To be honest, this is not one of Jesus’ finest hours. After all, he compares this fellow Semitic human being though not a Jew to a dog and in doing so refuses to help her and her daughter. Here the Son of God as he’s considered by Christians fails to show mercy to one of his Father’s creatures. Go figure! Fortunately, the desperate woman answers him in a way that causes him to rethink his position, to say something more appropriate, and in fact to heal the woman’s daughter. This story thus shows Jesus as both all-too-human and, happily, as willing to learn and grow as a human being.

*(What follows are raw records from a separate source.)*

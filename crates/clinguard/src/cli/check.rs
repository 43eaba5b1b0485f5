//! Check command implementation
//!
//! Loads protocol files and reports load errors without evaluating anything.
//! Besides hard errors it warns about authoring mistakes the loader accepts:
//! duplicate rule ids and result literals outside `allowedActions`.

use super::output;
use anyhow::{Result, bail};
use clinguard_logic::{ClinicalProtocolRule, OperatorTable};
use colored::Colorize;
use serde_json::Value as JsonValue;
use std::collections::HashSet;
use std::fs;
use std::path::PathBuf;

/// Configuration for check command
pub struct CheckConfig {
    pub files: Vec<PathBuf>,
    pub no_action_token: String,
    pub verbose: bool,
}

/// Diagnostics for one protocol document
#[derive(Debug, Default, PartialEq)]
pub struct CheckReport {
    /// Protocols that loaded successfully
    pub loaded: usize,
    pub errors: Vec<String>,
    pub warnings: Vec<String>,
}

/// Check protocol files
pub fn check(config: CheckConfig) -> Result<()> {
    if config.files.is_empty() {
        bail!("No protocol files specified");
    }

    let table = OperatorTable::standard();
    let mut total_errors = 0;
    let mut total_warnings = 0;

    for file in &config.files {
        let report = match fs::read_to_string(file) {
            Ok(text) => check_document(&text, &table, &config.no_action_token),
            Err(e) => CheckReport {
                errors: vec![format!("Failed to read file: {}", e)],
                ..Default::default()
            },
        };

        total_errors += report.errors.len();
        total_warnings += report.warnings.len();
        print_report(file, &report, config.verbose);
    }

    println!();
    if total_errors > 0 {
        bail!(
            "{} error(s), {} warning(s) in {} file(s)",
            total_errors,
            total_warnings,
            config.files.len()
        );
    }

    println!(
        "{}",
        output::format_success(&format!(
            "All {} file(s) loaded ({} warning(s))",
            config.files.len(),
            total_warnings
        ))
    );
    Ok(())
}

/// Check one protocol document (an array of protocols or a single object).
///
/// Every protocol is checked on its own, so one malformed entry does not
/// hide errors in the others.
pub fn check_document(text: &str, table: &OperatorTable, no_action_token: &str) -> CheckReport {
    let mut report = CheckReport::default();

    let json: JsonValue = match serde_json::from_str(text) {
        Ok(json) => json,
        Err(e) => {
            report.errors.push(format!("Malformed JSON: {}", e));
            return report;
        }
    };
    let items = match json {
        JsonValue::Array(items) => items,
        single => vec![single],
    };

    let mut seen = HashSet::new();
    for (index, item) in items.iter().enumerate() {
        match ClinicalProtocolRule::from_json_value(item, table) {
            Ok(rule) => {
                report.loaded += 1;
                if !seen.insert(rule.rule_id.clone()) {
                    report
                        .warnings
                        .push(format!("{}: duplicate ruleId", rule.rule_id));
                }
                for action in rule.logic.result_literals() {
                    if action != no_action_token && !rule.allows_action(action) {
                        report.warnings.push(format!(
                            "{}: result '{}' is not in allowedActions",
                            rule.rule_id, action
                        ));
                    }
                }
            }
            Err(e) => report.errors.push(format!("protocol #{}: {}", index, e)),
        }
    }

    report
}

fn print_report(file: &std::path::Path, report: &CheckReport, verbose: bool) {
    let status = if report.errors.is_empty() {
        "ok".green()
    } else {
        "failed".red()
    };
    println!(
        "{} {} ({} protocol(s))",
        file.display().to_string().cyan(),
        status,
        report.loaded
    );

    for error in &report.errors {
        println!("  {} {}", "error:".red().bold(), error);
    }
    if verbose || !report.errors.is_empty() {
        for warning in &report.warnings {
            println!("  {}", output::format_warning(warning));
        }
    }
}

We Jews often criticize Gentiles for excluding us from mainstream society. After all, we are people too. Yet, historically we have been among the most exclusivistic, othering groups on the planet. We have located ourselves in a tight little circle of just us: “God’s people” over against the Goyim; them. Similarly, all of us as individuals are understandably concerned about our own welfare: us against the world. Taken to extremes we become egoists, narcissists. Happily, many of us draw our circles wider to include family, friends, even follow members of our community. Then there is patriotism, a good thing if not taken to the extreme of chauvinism. But what about all people everywhere? As the African-American saying helps us remember: “All God’s chillen have wings.” Indigenous people may remind us to value the plants, animals, and Mother Earth herself and thus to draw our circle even wider. And Asian cultures can help us keep our ancestors in mind, while modern physics may open our minds and hearts to the Universe itself. So, this week’s questions are—What kind of circle do you live in? and Does it behoove you to make your circle bigger and more inclusive? To quote Jesus in a better context, “Those who have ears, let them hear.”